WHAT YOU NEED TO DO. Across the entries, count the lines that include "SlaveId" and report only that number.

DATA TO USE.
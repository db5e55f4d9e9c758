// SPDX-FileCopyrightText: Copyright (c) 2024-2026 modbus-bridge contributors
// SPDX-License-Identifier: MIT OR Apache-2.0

use super::*;

use crate::slave::SlaveId;

#[derive(Debug, Clone, Copy, PartialEq, Eq)]
pub(crate) struct Header {
    pub(crate) slave_id: SlaveId,
}

#[derive(Debug, Clone, PartialEq, Eq)]
pub(crate) struct RequestAdu {
    pub(crate) hdr: Header,
    pub(crate) pdu: RequestPdu,
}

#[derive(Debug, Clone, PartialEq, Eq)]
pub(crate) struct ResponseAdu {
    pub(crate) hdr: Header,
    pub(crate) pdu: ResponsePdu,
}

/// A request frame as decoded on the server side.
///
/// A semantic violation inside an otherwise well-framed request (e.g. a
/// coil value that is neither `0x0000` nor `0xFF00`) is carried as a
/// ready-made exception so the session can answer it without losing the
/// frame boundary.
#[derive(Debug, Clone, PartialEq, Eq)]
pub(crate) struct RequestFrame {
    pub(crate) hdr: Header,
    pub(crate) pdu: Result<RequestPdu, ExceptionResponse>,
}
// SPDX-FileCopyrightText: Copyright (c) 2024-2026 modbus-bridge contributors
// SPDX-License-Identifier: MIT OR Apache-2.0

//! Common imports for working with this library.

pub use crate::{
    client::{Client as _, Reader as _, Writer as _},
    client::{ClientEvent, Context},
    slave::{Slave, SlaveId},
    Address, Coil, Error, ExceptionCode, FunctionCode, Quantity, Request, Response, Result,
    Word,
};

#[cfg(feature = "rtu")]
pub use crate::client::rtu;

#[cfg(feature = "tcp")]
pub use crate::client::tcp;

#[cfg(feature = "server")]
pub use crate::server::{self, DeviceStore, StoreService};

#[cfg(feature = "proxy")]
pub use crate::proxy::{Proxy, ProxyDestination, ProxySettings};
// SPDX-FileCopyrightText: Copyright (c) 2024-2026 modbus-bridge contributors
// SPDX-License-Identifier: MIT OR Apache-2.0

#![warn(rust_2018_idioms)]
#![warn(rust_2021_compatibility)]
#![warn(missing_debug_implementations)]
#![warn(unreachable_pub)]
#![cfg_attr(not(test), warn(unsafe_code))]
#![warn(clippy::all)]
#![warn(clippy::cast_lossless)]
#![warn(clippy::explicit_deref_methods)]
#![warn(clippy::explicit_into_iter_loop)]
#![warn(clippy::explicit_iter_loop)]
#![cfg_attr(not(test), warn(clippy::panic_in_result_fn))]
#![cfg_attr(not(test), warn(clippy::cast_possible_truncation))]
#![warn(rustdoc::broken_intra_doc_links)]
#![doc = include_str!("../README.md")]

pub mod prelude;

pub mod buffer;

pub mod client;

pub mod slave;

#[cfg(feature = "server")]
pub mod server;

#[cfg(feature = "proxy")]
pub mod proxy;

mod codec;
mod error;
mod frame;

pub use self::{
    error::{Error, Result},
    frame::{
        mei::{object_id, DeviceInfoCategory, DeviceInfoObject, DeviceInfoObjectId,
            DeviceInfoResponse},
        Address, Coil, ExceptionCode, ExceptionResponse, FunctionCode, Quantity, Request,
        Response, Word, MAX_READ_BITS, MAX_READ_WORDS, MAX_WRITE_BITS, MAX_WRITE_WORDS,
    },
};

WRITTEN ANSWER. 3